For this study, we retrieved all ED records diagnosed as CHD from the database. First, we excluded the patients who resided outside the district (about 4%) according to the recorded addresses. Then, five cardiologists who were blinded to air quality data reviewed the electronic files and validated the diagnosis of each specific type of CHD. If the subtype diagnosis was not available in the records, it was re-ascertained according to the patient’s major complaints and overwhelming abnormality (ie, primary cause of ED visits) in the body examinations. We further excluded any patients whose records did not support the diagnosis of a specific subtype. At last, we summarized daily number of ED visits for each specific subtype of CHD.

The major criteria for identifying the subtypes of CHD were as follows:

Occult CHD: ECG shows ST-segment depression, and low or inverted T waves, but there is absence of obvious and typical cardiac symptoms.[7]

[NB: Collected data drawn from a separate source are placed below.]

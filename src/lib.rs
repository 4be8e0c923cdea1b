//! # gcodesnap
//!
//! Plans stabilized timelapse snapshots for 3D printer G-code.
//!
//! ## Architecture
//!
//! gcodesnap is organized as a workspace with multiple crates:
//!
//! 1. **gcodesnap-core** - Errors, tolerance helpers, log channels, callback types
//! 2. **gcodesnap-parser** - G-code line tokenizer
//! 3. **gcodesnap-tracker** - Machine state tracking and slicer comment classification
//! 4. **gcodesnap-stabilization** - Trigger strategies, snapshot plans, the processing loop
//! 5. **gcodesnap-settings** - Configuration files
//! 6. **gcodesnap** - Command line front end
//!
//! ## Pipeline
//!
//! Every line of the file is tokenized into a command, the state tracker
//! derives the machine position after it, and the configured stabilization
//! strategy picks one trigger position per layer and plans the moves that
//! park the nozzle at the stabilization target for the snapshot.

pub use gcodesnap_core::{
    Error, LogChannel, LogLevel, ProgressReport, Result, StabilizationError, TargetCallback,
    TrackerError,
};
pub use gcodesnap_parser::{parse, Command, Parameter, ParameterValue};
pub use gcodesnap_settings::{Config, LoggingSettings, SettingsError};
pub use gcodesnap_stabilization::{
    GcodeProcessor, PlanAction, PlanStep, PositionType, ProcessResult, ProcessingIssue,
    QualityIssue, SnapshotPlan, Stabilization, StabilizationConfig, StabilizationMode,
};
pub use gcodesnap_tracker::{MachinePosition, StateTracker, TrackerConfig, TrackerRegistry};

use tracing_subscriber::EnvFilter;

/// Library version
pub const VERSION: &str = env!("CARGO_PKG_VERSION");

/// Build date (set at compile time)
pub const BUILD_DATE: &str = env!("BUILD_DATE");

/// Build the log filter: `rust_log` when given and valid, the settings otherwise
pub fn log_filter(settings: &LoggingSettings, rust_log: Option<&str>) -> EnvFilter {
    if let Some(directives) = rust_log.filter(|directives| !directives.trim().is_empty()) {
        match EnvFilter::try_new(directives) {
            Ok(filter) => return filter,
            Err(e) => eprintln!("Ignoring invalid RUST_LOG '{}': {}", directives, e),
        }
    }
    EnvFilter::new(settings.filter_directives())
}

/// Initialize logging from the logging settings
///
/// Sets up structured logging with:
/// - Console output on stderr, keeping stdout for results
/// - RUST_LOG environment variable support, overriding the settings
/// - One tracing target per log channel (`gcodesnap::parser`,
///   `gcodesnap::position`, `gcodesnap::snapshot_plan`)
pub fn init_logging(settings: &LoggingSettings) -> anyhow::Result<()> {
    use tracing_subscriber::fmt;
    use tracing_subscriber::prelude::*;

    let rust_log = std::env::var("RUST_LOG").ok();
    let env_filter = log_filter(settings, rust_log.as_deref());

    let fmt_layer = fmt::layer()
        .with_writer(std::io::stderr)
        .with_target(true)
        .with_level(true)
        .with_line_number(true);

    tracing_subscriber::registry()
        .with(env_filter)
        .with(fmt_layer)
        .try_init()?;

    Ok(())
}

Angina: The presence of substernal chest pain; discomfort that is provoked by physical exertion or emotional stress; chest pain that can be relieved by rest and/or nitroglycerin. Chest pain was defined as atypical angina if at least two of the above three criteria were present.[8]

AMI: Clinical history of ischemic-type chest pain lasting for more than 20 minutes; changes in serial ECG tracings, typically including pathological Q waves or ST elevation; dynamic changes in levels of serum cardiac biomarkers, typically a rise in troponin and creatine kinase isoenzyme MB.[9]

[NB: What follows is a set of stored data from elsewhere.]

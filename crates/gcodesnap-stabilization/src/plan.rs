//! Snapshot plans

use crate::trigger::PositionType;
use gcodesnap_parser::Command;
use gcodesnap_tracker::MachinePosition;
use serde::{Deserialize, Serialize};

/// What a plan step asks the printer to do
#[derive(Debug, Clone, Copy, PartialEq, Eq, Serialize, Deserialize)]
#[serde(rename_all = "snake_case")]
pub enum PlanAction {
    /// Pull filament back by `e`
    Retract,
    /// Raise the nozzle to `z`
    Lift,
    /// Move to `x`/`y`
    Travel,
    /// Take the picture
    Snapshot,
}

impl std::fmt::Display for PlanAction {
    fn fmt(&self, f: &mut std::fmt::Formatter<'_>) -> std::fmt::Result {
        match self {
            Self::Retract => write!(f, "retract"),
            Self::Lift => write!(f, "lift"),
            Self::Travel => write!(f, "travel"),
            Self::Snapshot => write!(f, "snapshot"),
        }
    }
}

/// One step of a snapshot plan. Coordinates the step does not use are `None`.
#[derive(Debug, Clone, Copy, PartialEq, Serialize, Deserialize)]
pub struct PlanStep {
    pub action: PlanAction,
    pub x: Option<f64>,
    pub y: Option<f64>,
    pub z: Option<f64>,
    pub e: Option<f64>,
    pub f: Option<f64>,
}

impl PlanStep {
    pub fn retract(length: f64) -> Self {
        Self {
            action: PlanAction::Retract,
            x: None,
            y: None,
            z: None,
            e: Some(length),
            f: None,
        }
    }

    pub fn lift(z: f64) -> Self {
        Self {
            action: PlanAction::Lift,
            x: None,
            y: None,
            z: Some(z),
            e: None,
            f: None,
        }
    }

    pub fn travel(x: f64, y: f64, speed: Option<f64>) -> Self {
        Self {
            action: PlanAction::Travel,
            x: Some(x),
            y: Some(y),
            z: None,
            e: None,
            f: speed,
        }
    }

    pub fn snapshot() -> Self {
        Self {
            action: PlanAction::Snapshot,
            x: None,
            y: None,
            z: None,
            e: None,
            f: None,
        }
    }
}

/// Where and how to take one snapshot.
///
/// The printer pauses after `triggering_command`, runs `steps`, and resumes
/// from `return_position`.
#[derive(Debug, Clone, PartialEq, Serialize, Deserialize)]
pub struct SnapshotPlan {
    pub triggering_command: Command,
    pub initial_position: MachinePosition,
    pub steps: Vec<PlanStep>,
    pub return_position: MachinePosition,
    pub layer: i64,
    pub file_line_number: i64,
    pub gcode_sequence_number: i64,
    pub position_type: PositionType,
    pub distance_from_target: f64,
}

impl SnapshotPlan {
    /// Steps with the given action
    pub fn steps_of(&self, action: PlanAction) -> impl Iterator<Item = &PlanStep> {
        self.steps.iter().filter(move |step| step.action == action)
    }

    /// Target of the travel step, if the plan has one
    pub fn travel_target(&self) -> Option<(f64, f64)> {
        self.steps_of(PlanAction::Travel)
            .find_map(|step| Some((step.x?, step.y?)))
    }
}
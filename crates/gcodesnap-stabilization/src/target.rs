//! Stabilization target resolution

use crate::config::TargetSettings;
use gcodesnap_core::logging::SNAPSHOT_PLAN_TARGET;
use gcodesnap_core::{StabilizationError, TargetCallback};
use gcodesnap_tracker::BoundingBox;

/// The X/Y point the nozzle is parked at for snapshots.
///
/// Fixed and relative targets resolve once. Callback targets ask the host
/// again at the start of every plan cycle, passing the previous target.
pub struct StabilizationTarget {
    settings: TargetSettings,
    volume: BoundingBox,
    callback: Option<TargetCallback>,
    x: f64,
    y: f64,
}

impl StabilizationTarget {
    pub fn new(
        settings: TargetSettings,
        volume: BoundingBox,
        callback: Option<TargetCallback>,
    ) -> Result<Self, StabilizationError> {
        if matches!(settings, TargetSettings::Callback) && callback.is_none() {
            return Err(StabilizationError::MissingTargetCallback);
        }

        let mut target = Self {
            settings,
            volume,
            callback,
            x: 0.0,
            y: 0.0,
        };
        target.resolve();
        Ok(target)
    }

    /// Recompute the target coordinates
    pub fn resolve(&mut self) {
        let settings = self.settings;
        let (x, y) = match settings {
            TargetSettings::Fixed { x, y } => (x, y),
            TargetSettings::Relative {
                x_percent,
                y_percent,
            } => (
                self.volume.min_x + self.volume.width() * x_percent / 100.0,
                self.volume.min_y + self.volume.depth() * y_percent / 100.0,
            ),
            TargetSettings::Callback => match self.callback.as_mut() {
                Some(callback) => callback(self.x, self.y),
                None => (self.x, self.y),
            },
        };

        if x != self.x || y != self.y {
            tracing::debug!(target: SNAPSHOT_PLAN_TARGET, x, y, "stabilization target resolved");
        }
        self.x = x;
        self.y = y;
    }

    pub fn coordinates(&self) -> (f64, f64) {
        (self.x, self.y)
    }

    pub fn x(&self) -> f64 {
        self.x
    }

    pub fn y(&self) -> f64 {
        self.y
    }
}

impl std::fmt::Debug for StabilizationTarget {
    fn fmt(&self, f: &mut std::fmt::Formatter<'_>) -> std::fmt::Result {
        f.debug_struct("StabilizationTarget")
            .field("settings", &self.settings)
            .field("x", &self.x)
            .field("y", &self.y)
            .field("has_callback", &self.callback.is_some())
            .finish()
    }
}
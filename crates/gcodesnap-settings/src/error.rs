//! Error types for the settings crate.

use gcodesnap_core::{StabilizationError, TrackerError};
use std::io;
use thiserror::Error;

/// Errors that can occur while loading, saving or validating settings.
#[derive(Error, Debug)]
pub enum SettingsError {
    /// The file extension names no supported format.
    #[error("Unsupported config format '{0}': expected .toml or .json")]
    UnsupportedFormat(String),

    /// A configuration value is invalid.
    #[error("Invalid setting '{key}': {reason}")]
    InvalidSetting { key: String, reason: String },

    /// The configuration directory could not be found.
    #[error("Config directory error: {0}")]
    ConfigDirectory(String),

    /// I/O error during file operations.
    #[error("I/O error: {0}")]
    Io(#[from] io::Error),

    /// JSON serialization/deserialization error.
    #[error("JSON error: {0}")]
    Json(#[from] serde_json::Error),

    /// TOML deserialization error.
    #[error("TOML error: {0}")]
    Toml(#[from] toml::de::Error),

    /// TOML serialization error.
    #[error("TOML error: {0}")]
    TomlSerialize(#[from] toml::ser::Error),

    /// The tracker section was rejected.
    #[error(transparent)]
    Tracker(#[from] TrackerError),

    /// The stabilization section was rejected.
    #[error(transparent)]
    Stabilization(#[from] StabilizationError),
}

/// Result type alias for settings operations.
pub type SettingsResult<T> = Result<T, SettingsError>;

ICM: A history of AMI or revascularization, such as coronary artery bypass grafting and percutaneous coronary intervention; >75% stenosis of left main or proximal left anterior descending coronary artery; >75% stenosis of two or more epicardial vessels. Its clinical manifestation can be cardiac enlargement, heart failure, and arrhythmia.[10]

SCD: The absence of a pulse and death within 1 hour after the onset of acute cardiac symptoms.[11]

Environmental data

Daily 24-h average concentrations of PM10 (particulate matter with an aerodynamic diameter less than 10 µm), sulfur dioxide (SO2), and nitrogen dioxide (NO2) were obtained from a fixed-site air quality monitoring station less than 1 km away from the hospital. The location of the station was not in the direct vicinity of traffic or of industrial air pollution sources. Methods based on tapered element oscillating microbalance, ultraviolet fluorescence, and chemiluminescence were used for the measurement of PM10, SO2, and NO2, respectively.

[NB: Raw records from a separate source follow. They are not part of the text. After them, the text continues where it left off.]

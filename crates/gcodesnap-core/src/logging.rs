//! Log channels and levels.
//!
//! Each channel is a `tracing` target, so a subscriber filter such as
//! `gcodesnap::position=debug` selects one channel. Nothing in the engine
//! depends on whether a subscriber is installed.

use serde::{Deserialize, Serialize};
use std::str::FromStr;

/// Tracing target for tokenizer diagnostics.
pub const PARSER_TARGET: &str = "gcodesnap::parser";
/// Tracing target for state tracker diagnostics.
pub const POSITION_TARGET: &str = "gcodesnap::position";
/// Tracing target for snapshot planning diagnostics.
pub const SNAPSHOT_PLAN_TARGET: &str = "gcodesnap::snapshot_plan";

/// Log channel
#[derive(Debug, Clone, Copy, PartialEq, Eq, PartialOrd, Ord, Hash, Serialize, Deserialize)]
#[serde(rename_all = "snake_case")]
pub enum LogChannel {
    /// G-code tokenizer
    Parser,
    /// Machine state tracker
    Position,
    /// Stabilization and snapshot plans
    SnapshotPlan,
}

impl LogChannel {
    /// All channels, in declaration order
    pub const ALL: [LogChannel; 3] = [
        LogChannel::Parser,
        LogChannel::Position,
        LogChannel::SnapshotPlan,
    ];

    /// The tracing target backing this channel
    pub const fn target(self) -> &'static str {
        match self {
            Self::Parser => PARSER_TARGET,
            Self::Position => POSITION_TARGET,
            Self::SnapshotPlan => SNAPSHOT_PLAN_TARGET,
        }
    }
}

impl std::fmt::Display for LogChannel {
    fn fmt(&self, f: &mut std::fmt::Formatter<'_>) -> std::fmt::Result {
        match self {
            Self::Parser => write!(f, "parser"),
            Self::Position => write!(f, "position"),
            Self::SnapshotPlan => write!(f, "snapshot_plan"),
        }
    }
}

/// Log level
#[derive(Debug, Clone, Copy, PartialEq, Eq, PartialOrd, Ord, Hash, Serialize, Deserialize)]
#[serde(rename_all = "lowercase")]
pub enum LogLevel {
    Verbose,
    Debug,
    Info,
    Warning,
    Error,
    Critical,
}

impl Default for LogLevel {
    fn default() -> Self {
        Self::Info
    }
}

impl LogLevel {
    /// Filter directive understood by `tracing_subscriber::EnvFilter`.
    ///
    /// `Verbose` maps to `trace`; `Critical` shares `error`.
    pub const fn as_directive(self) -> &'static str {
        match self {
            Self::Verbose => "trace",
            Self::Debug => "debug",
            Self::Info => "info",
            Self::Warning => "warn",
            Self::Error | Self::Critical => "error",
        }
    }
}

impl std::fmt::Display for LogLevel {
    fn fmt(&self, f: &mut std::fmt::Formatter<'_>) -> std::fmt::Result {
        match self {
            Self::Verbose => write!(f, "verbose"),
            Self::Debug => write!(f, "debug"),
            Self::Info => write!(f, "info"),
            Self::Warning => write!(f, "warning"),
            Self::Error => write!(f, "error"),
            Self::Critical => write!(f, "critical"),
        }
    }
}

impl FromStr for LogLevel {
    type Err = String;

    fn from_str(s: &str) -> Result<Self, Self::Err> {
        match s.to_ascii_lowercase().as_str() {
            "verbose" | "trace" => Ok(Self::Verbose),
            "debug" => Ok(Self::Debug),
            "info" => Ok(Self::Info),
            "warning" | "warn" => Ok(Self::Warning),
            "error" => Ok(Self::Error),
            "critical" => Ok(Self::Critical),
            other => Err(format!("Unknown log level: {}", other)),
        }
    }
}

/// Emit `message` on `channel` at `level`.
///
/// Hosts that forward messages from outside the engine use this; engine code
/// calls the `tracing` macros with the channel targets directly.
pub fn log(channel: LogChannel, level: LogLevel, message: &str) {
    macro_rules! emit {
        ($target:expr) => {
            match level {
                LogLevel::Verbose => tracing::trace!(target: $target, "{}", message),
                LogLevel::Debug => tracing::debug!(target: $target, "{}", message),
                LogLevel::Info => tracing::info!(target: $target, "{}", message),
                LogLevel::Warning => tracing::warn!(target: $target, "{}", message),
                LogLevel::Error => tracing::error!(target: $target, "{}", message),
                LogLevel::Critical => {
                    tracing::error!(target: $target, critical = true, "{}", message)
                }
            }
        };
    }

    match channel {
        LogChannel::Parser => emit!(PARSER_TARGET),
        LogChannel::Position => emit!(POSITION_TARGET),
        LogChannel::SnapshotPlan => emit!(SNAPSHOT_PLAN_TARGET),
    }
}

#[cfg(test)]
mod tests {
    use super::*;

    #[test]
    fn test_channel_targets_are_distinct() {
        let targets: Vec<_> = LogChannel::ALL.iter().map(|c| c.target()).collect();
        assert_eq!(
            targets,
            vec![PARSER_TARGET, POSITION_TARGET, SNAPSHOT_PLAN_TARGET]
        );
    }

    #[test]
    fn test_level_round_trip() {
        for level in [
            LogLevel::Verbose,
            LogLevel::Debug,
            LogLevel::Info,
            LogLevel::Warning,
            LogLevel::Error,
            LogLevel::Critical,
        ] {
            assert_eq!(level.to_string().parse::<LogLevel>(), Ok(level));
        }
        assert!("loud".parse::<LogLevel>().is_err());
        assert_eq!(LogLevel::Critical.as_directive(), "error");
    }

    #[test]
    fn test_log_without_subscriber_is_silent() {
        log(LogChannel::Position, LogLevel::Critical, "nobody is listening");
    }
}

Daily mean temperature and relative humidity were obtained from the database of the Shanghai Meteorological Bureau in order to allow for adjustment for the potential confounding effects of weather conditions on CHD.

Ethics

This study does not involve experimental animals. Informed consent was waived for this study because all health data were analyzed at the aggregate level, no individual records/information for patients were involved, and no patients were contacted. The protocol of this study was approved by the Institutional Review Board of the Fifth People’s Hospital of Shanghai, Fudan University.

Statistical analysis

A time-series design was used to investigate the acute effects of short-term exposure to air pollution on ED visits for CHD.[12] This approach can automatically control for time-invariant confounders (such as age, sex, family history, and socioeconomic characteristics) by examining the same population repeatedly over time. The time-series design can also adjust for time-varying confounders by incorporating a smooth function of the unmeasured time trends due to physical activity level, diet structure, and smoking, as well as blood pressure, glucose, and lipid levels. Time-series models have become a standard analytic method when exploring the acute health effects of air pollution and temperature variations based on aggregate data.[13]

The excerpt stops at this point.